The subject of my contemplation? How important presentation is in putting over a point of view in a coherent, engaging and confident way. This was highlighted for me acutely in the stark surroundings of a courtroom situation, where a person’s liberty or incarceration may depend on the outcome of how evidence, for and against the accused, is presented, where a subtle and well-phrased argument can sway the minds of 12 interested yet disparate minds making a real difference.

I’ve got to say they weren’t that impressive, but a diet of courtroom dramas may have raised the expectation levels somewhat. Who knows how long they had to prepare, or what experience they had?

Still, it got me thinking about what the designer has to go through during the course of a project. Every new job is a challenge to create the best for the client and then convince them of its value.

As such, design as a career is unusual in the demand that it places upon the designer as ’public orator’. I think most graduates are probably surprised at the amount and level of presentations that have to be ’performed’ during the course of even a fairly small project sometimes speaking to resistant and even hostile recipients, sometimes to large groups of professional people, sometimes trying to win work and sometimes in the media.

The designer is required to fit into many challenging roles as the face of a project, and I don’t think any amount of presentation practice at college can prepare you for the real thing. The first showing of ’paid-for work’ to an expectant client, who unerringly arrive en masse for their own security, can be an intimidating prospect.
Even when ’just’ presenting a phase of work, in unfamiliar surroundings and with unfamiliar equipment, the designer’s ability to engage the audience with the work, think quickly in response to challenging questions and generally add to the overall experience of the work, can often make or break a job.

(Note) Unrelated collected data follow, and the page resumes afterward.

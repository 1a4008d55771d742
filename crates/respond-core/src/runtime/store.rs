// crates/respond-core/src/runtime/store.rs
// ============================================================================
// Module: Respond In-Memory Store
// Description: Transactional in-memory response store for tests and demos.
// Purpose: Provide a deterministic store implementation without external deps.
// Dependencies: crate::{core, interfaces}
// ============================================================================

//! ## Overview
//! This module provides an in-memory implementation of [`ResponseStore`].
//! A transaction holds the store lock and edits a private copy of the rows;
//! committing swaps the copy in, dropping it discards every change. It
//! enforces the same rules and foreign-key checks as the SQLite store.

// ============================================================================
// SECTION: Imports
// ============================================================================

use std::collections::BTreeMap;
use std::sync::Arc;
use std::sync::Mutex;
use std::sync::MutexGuard;

use crate::core::Response;
use crate::core::ResponseId;
use crate::core::ResponseUpdate;
use crate::core::Timestamp;
use crate::core::Trigger;
use crate::core::TriggerId;
use crate::core::rules::ResponseFields;
use crate::core::rules::RuleSet;
use crate::core::rules::TriggerFields;
use crate::core::rules::validate_response;
use crate::core::rules::validate_trigger;
use crate::interfaces::ResponseStore;
use crate::interfaces::StoreError;
use crate::interfaces::StoreTransaction;

// ============================================================================
// SECTION: State
// ============================================================================

/// Rows and id sequences held by the store.
#[derive(Debug, Clone, Default)]
struct MemoryState {
    /// Response rows without their trigger relationship.
    responses: BTreeMap<ResponseId, Response>,
    /// Trigger rows.
    triggers: BTreeMap<TriggerId, Trigger>,
    /// Last assigned response id.
    last_response_id: i64,
    /// Last assigned trigger id.
    last_trigger_id: i64,
}

impl MemoryState {
    /// Returns the triggers owned by `response_id`, in id order.
    fn triggers_of(&self, response_id: ResponseId) -> Vec<Trigger> {
        self.triggers
            .values()
            .filter(|trigger| trigger.response_id == response_id)
            .cloned()
            .collect()
    }
}

// ============================================================================
// SECTION: In-Memory Store
// ============================================================================

/// In-memory response store for tests and examples.
#[derive(Debug, Default, Clone)]
pub struct InMemoryResponseStore {
    /// Committed state protected by a mutex.
    state: Arc<Mutex<MemoryState>>,
}

impl InMemoryResponseStore {
    /// Creates an empty in-memory store.
    #[must_use]
    pub fn new() -> Self {
        Self { state: Arc::new(Mutex::new(MemoryState::default())) }
    }
}

impl ResponseStore for InMemoryResponseStore {
    type Transaction<'a> = InMemoryTransaction<'a>;

    fn begin(&self) -> Result<Self::Transaction<'_>, StoreError> {
        let guard = self
            .state
            .lock()
            .map_err(|_| StoreError::Store("response store mutex poisoned".to_string()))?;
        let working = guard.clone();
        Ok(InMemoryTransaction { guard, working })
    }
}

/// Transaction over [`InMemoryResponseStore`].
#[derive(Debug)]
pub struct InMemoryTransaction<'a> {
    /// Lock on the committed state, held for the transaction lifetime.
    guard: MutexGuard<'a, MemoryState>,
    /// Working copy receiving every write.
    working: MemoryState,
}

impl StoreTransaction for InMemoryTransaction<'_> {
    fn create_response(
        &mut self,
        text: &str,
        executable: bool,
        author: &str,
    ) -> Result<Response, StoreError> {
        validate_response(
            RuleSet::Creating,
            &ResponseFields { response: Some(text), created_by: Some(author) },
        )?;
        self.working.last_response_id += 1;
        let now = Timestamp::now();
        let response = Response {
            id: ResponseId::new(self.working.last_response_id),
            response: text.to_string(),
            executable,
            created_by: author.to_string(),
            created_at: now,
            updated_at: now,
            triggers: None,
        };
        self.working.responses.insert(response.id, response.clone());
        Ok(response)
    }

    fn create_trigger(
        &mut self,
        response_id: ResponseId,
        text: &str,
        chance: f64,
        author: &str,
    ) -> Result<Trigger, StoreError> {
        validate_trigger(
            RuleSet::Creating,
            &TriggerFields { trigger: Some(text), chance: Some(chance), created_by: Some(author) },
        )?;
        if !self.working.responses.contains_key(&response_id) {
            return Err(StoreError::Invalid(format!(
                "trigger references missing response {response_id}"
            )));
        }
        self.working.last_trigger_id += 1;
        let now = Timestamp::now();
        let trigger = Trigger {
            id: TriggerId::new(self.working.last_trigger_id),
            trigger: text.to_string(),
            chance,
            response_id,
            created_by: author.to_string(),
            created_at: now,
            updated_at: now,
        };
        self.working.triggers.insert(trigger.id, trigger.clone());
        Ok(trigger)
    }

    fn fetch_response(
        &mut self,
        id: ResponseId,
        with_triggers: bool,
    ) -> Result<Response, StoreError> {
        let mut response = self
            .working
            .responses
            .get(&id)
            .cloned()
            .ok_or(StoreError::response_not_found(id))?;
        if with_triggers {
            response.triggers = Some(self.working.triggers_of(id));
        }
        Ok(response)
    }

    fn fetch_trigger(&mut self, id: TriggerId) -> Result<Trigger, StoreError> {
        self.working.triggers.get(&id).cloned().ok_or(StoreError::trigger_not_found(id))
    }

    fn list_triggers(&mut self) -> Result<Vec<Trigger>, StoreError> {
        Ok(self.working.triggers.values().cloned().collect())
    }

    fn list_all(&mut self) -> Result<Vec<Response>, StoreError> {
        Ok(self
            .working
            .responses
            .values()
            .map(|response| Response {
                triggers: Some(self.working.triggers_of(response.id)),
                ..response.clone()
            })
            .collect())
    }

    fn update_response(
        &mut self,
        id: ResponseId,
        update: &ResponseUpdate,
    ) -> Result<Response, StoreError> {
        validate_response(
            RuleSet::Saving,
            &ResponseFields { response: Some(&update.text), created_by: None },
        )?;
        let row = self
            .working
            .responses
            .get_mut(&id)
            .ok_or(StoreError::NoRowsUpdated { entity: "response", id: id.get() })?;
        row.response.clone_from(&update.text);
        if let Some(executable) = update.executable {
            row.executable = executable;
        }
        row.updated_at = Timestamp::now();
        Ok(row.clone())
    }

    fn patch_trigger(
        &mut self,
        id: TriggerId,
        text: &str,
        chance: f64,
    ) -> Result<Trigger, StoreError> {
        validate_trigger(
            RuleSet::Saving,
            &TriggerFields { trigger: Some(text), chance: Some(chance), created_by: None },
        )?;
        let row = self
            .working
            .triggers
            .get_mut(&id)
            .ok_or(StoreError::NoRowsUpdated { entity: "trigger", id: id.get() })?;
        text.clone_into(&mut row.trigger);
        row.chance = chance;
        row.updated_at = Timestamp::now();
        Ok(row.clone())
    }

    fn destroy_response(&mut self, id: ResponseId) -> Result<(), StoreError> {
        if self.working.triggers.values().any(|trigger| trigger.response_id == id) {
            return Err(StoreError::Invalid(format!("response {id} still owns triggers")));
        }
        self.working.responses.remove(&id);
        Ok(())
    }

    fn destroy_trigger(&mut self, id: TriggerId) -> Result<(), StoreError> {
        self.working.triggers.remove(&id);
        Ok(())
    }

    fn commit(mut self) -> Result<(), StoreError> {
        *self.guard = std::mem::take(&mut self.working);
        Ok(())
    }
}
// crates/respond-cli/src/format.rs
// ============================================================================
// Module: Respond Report Formatting
// Description: Human-readable renderings of responses and triggers.
// Purpose: Build list reports and chat-sized mutation summaries.
// Dependencies: respond-core
// ============================================================================

//! ## Overview
//! Reports render each response on its own line followed by one tab-indented
//! line per trigger, with chance shown as a percentage. Chat output splits a
//! report into non-empty lines, replaces tabs with an arrow, and leads with an
//! action header.

// ============================================================================
// SECTION: Imports
// ============================================================================

use respond_core::Edited;
use respond_core::Removed;
use respond_core::Response;
use respond_core::Trigger;

// ============================================================================
// SECTION: Constants
// ============================================================================

/// Reply when `list` finds nothing stored.
pub const EMPTY_LIST_MESSAGE: &str =
    "There are no responses yet. Use \"!help respond\" to add some.";
/// Replacement for tab indentation in chat output.
const CHAT_INDENT: &str = "---->";

// ============================================================================
// SECTION: Report Lines
// ============================================================================

/// Formats a response with its author.
#[must_use]
pub fn format_response(response: &Response) -> String {
    format!(
        "\nResponse (ID:{}) (Executable: {}) \"{}\" created by: {}\n",
        response.id, response.executable, response.response, response.created_by
    )
}

/// Formats a trigger with its author.
#[must_use]
pub fn format_trigger(trigger: &Trigger) -> String {
    format!(
        "\tTrigger (ID:{}) \"{}\" (Chance: {}%) created by: {}\n",
        trigger.id,
        trigger.trigger,
        percent(trigger.chance),
        trigger.created_by
    )
}

/// Formats a response after an edit.
#[must_use]
pub fn format_updated_response(response: &Response) -> String {
    format!(
        "\nResponse (ID:{}) (Executable: {}) \"{}\"\n",
        response.id, response.executable, response.response
    )
}

/// Formats a trigger after an edit.
#[must_use]
pub fn format_updated_trigger(trigger: &Trigger) -> String {
    format!(
        "\tTrigger (ID:{}) \"{}\" (Chance: {}%)\n",
        trigger.id,
        trigger.trigger,
        percent(trigger.chance)
    )
}

/// Formats a response followed by its loaded triggers.
#[must_use]
pub fn format_response_tree(response: &Response) -> String {
    let mut out = format_response(response);
    for trigger in response.triggers() {
        out.push_str(&format_trigger(trigger));
    }
    out
}

/// Formats every response and its triggers into one report.
#[must_use]
pub fn format_all(responses: &[Response]) -> String {
    responses.iter().map(format_response_tree).collect()
}

/// Formats the result of an edit.
#[must_use]
pub fn format_edited(edited: &Edited) -> String {
    match edited {
        Edited::Response(response) => format_updated_response(response),
        Edited::Trigger(trigger) => format_updated_trigger(trigger),
    }
}

/// Formats the result of a removal.
#[must_use]
pub fn format_removed(removed: &Removed) -> String {
    match removed {
        Removed::Response(removed) => {
            let mut out = format_response(&removed.response);
            for trigger in &removed.triggers {
                out.push_str(&format_trigger(trigger));
            }
            out
        }
        Removed::Trigger(removed) => {
            let mut out = String::new();
            if let Some(response) = &removed.response {
                out.push_str(&format_response(response));
            }
            out.push_str(&format_trigger(&removed.trigger));
            out
        }
    }
}

// ============================================================================
// SECTION: Chat Output
// ============================================================================

/// Splits a report into chat lines led by `action`.
#[must_use]
pub fn chat_lines(action: &str, formatted: &str) -> Vec<String> {
    let mut lines = vec![action.to_string()];
    lines.extend(
        formatted
            .split('\n')
            .filter(|line| !line.is_empty())
            .map(|line| line.replace('\t', CHAT_INDENT)),
    );
    lines
}

/// Renders a chance as a percentage without trailing zeros.
fn percent(chance: f64) -> String {
    (chance * 100.0).to_string()
}

// ============================================================================
// SECTION: Tests
// ============================================================================

#[cfg(test)]
mod tests {
    use respond_core::ResponseId;
    use respond_core::Timestamp;
    use respond_core::TriggerId;

    use super::*;

    fn trigger(id: i64, text: &str, chance: f64) -> Trigger {
        Trigger {
            id: TriggerId::new(id),
            trigger: text.to_string(),
            chance,
            response_id: ResponseId::new(1),
            created_by: "TestUser".to_string(),
            created_at: Timestamp::from_unix_millis(0),
            updated_at: Timestamp::from_unix_millis(0),
        }
    }

    fn response(triggers: Vec<Trigger>) -> Response {
        Response {
            id: ResponseId::new(1),
            response: "response one.".to_string(),
            executable: false,
            created_by: "TestUser2".to_string(),
            created_at: Timestamp::from_unix_millis(0),
            updated_at: Timestamp::from_unix_millis(0),
            triggers: Some(triggers),
        }
    }

    #[test]
    fn report_layout_matches_list_format() {
        let report = format_all(&[response(vec![trigger(4, "hello", 0.5), trigger(5, "hi", 1.0)])]);
        assert_eq!(
            report,
            "\nResponse (ID:1) (Executable: false) \"response one.\" created by: TestUser2\n\
             \tTrigger (ID:4) \"hello\" (Chance: 50%) created by: TestUser\n\
             \tTrigger (ID:5) \"hi\" (Chance: 100%) created by: TestUser\n"
        );
    }

    #[test]
    fn updated_formats_omit_author() {
        let edited = Edited::Trigger(trigger(2, "yo", 0.25));
        assert_eq!(format_edited(&edited), "\tTrigger (ID:2) \"yo\" (Chance: 25%)\n");
        let edited = Edited::Response(response(Vec::new()));
        assert_eq!(
            format_edited(&edited),
            "\nResponse (ID:1) (Executable: false) \"response one.\"\n"
        );
    }

    #[test]
    fn chat_lines_drop_blanks_and_replace_tabs() {
        let tree = format_response_tree(&response(vec![trigger(4, "hello", 0.5)]));
        let lines = chat_lines("Added:", &tree);
        assert_eq!(
            lines,
            vec![
                "Added:".to_string(),
                "Response (ID:1) (Executable: false) \"response one.\" created by: TestUser2"
                    .to_string(),
                "---->Trigger (ID:4) \"hello\" (Chance: 50%) created by: TestUser"
                    .to_string(),
            ]
        );
    }
}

A nervous presentation may undermine the value of great creative work and distract the client sufficiently that the work is not the focus

Some designers love the cut and thrust of a lively presentation. By nature we can be an opinionated bunch opinionated, of course, about something for which we have a passion: our work. We want our clients to love and buy into what we are presenting sharing the enthusiasm we feel for the work we have created. Coherent and well-prepared presentations help to give clients confidence in the work that has been completed, can endorse its intellectual rigour and ultimately smooth its progress through the stages, especially if the work is challenging and pushing the client into new areas.

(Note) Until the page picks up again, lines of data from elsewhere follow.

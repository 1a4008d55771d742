// crates/respond-core/src/core/time.rs
// ============================================================================
// Module: Respond Time Model
// Description: Store-managed creation and update timestamps.
// Purpose: Provide a single timestamp representation shared by all stores.
// Dependencies: serde
// ============================================================================

//! ## Overview
//! Timestamps are unix epoch milliseconds. Stores stamp `created_at` and
//! `updated_at`; the matching engine never reads them.

// ============================================================================
// SECTION: Imports
// ============================================================================

use std::time::SystemTime;
use std::time::UNIX_EPOCH;

use serde::Deserialize;
use serde::Serialize;

// ============================================================================
// SECTION: Time Values
// ============================================================================

/// Unix epoch timestamp in milliseconds.
///
/// # Invariants
/// - Values are produced by stores; callers never set them directly.
#[derive(Debug, Clone, Copy, PartialEq, Eq, PartialOrd, Ord, Hash, Serialize, Deserialize)]
#[serde(transparent)]
pub struct Timestamp(i64);

impl Timestamp {
    /// Creates a timestamp from unix milliseconds.
    #[must_use]
    pub const fn from_unix_millis(value: i64) -> Self {
        Self(value)
    }

    /// Returns the current wall-clock time.
    #[must_use]
    pub fn now() -> Self {
        let now = SystemTime::now().duration_since(UNIX_EPOCH).unwrap_or_default();
        Self(i64::try_from(now.as_millis()).unwrap_or(i64::MAX))
    }

    /// Returns the timestamp as unix milliseconds.
    #[must_use]
    pub const fn as_unix_millis(self) -> i64 {
        self.0
    }
}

Other designers hate it. What could be worse for them than having to put their head above the parapet, talk publicly about what they have created, or win the approval of a client. Nerves affect all of us, but sometimes nerves can overcome an unconfident or inexperienced presenter to an extent that they are rendered unusually incapable, struggling to effectively underpin and endorse their work. A presentation in this case may actually serve to undermine the value of great creative work and distract the client sufficiently that the work ceases to be the focus the lack of confidence in the presentation creating doubt as to its integrity.

A good client will hopefully recognise great work when they see it and, if the relationship with the designer is a good one, the problem is diminished. I am not saying that good work does not speak for itself but design and its challenging and subjective elements sometimes need to be strongly pushed and eloquently defended.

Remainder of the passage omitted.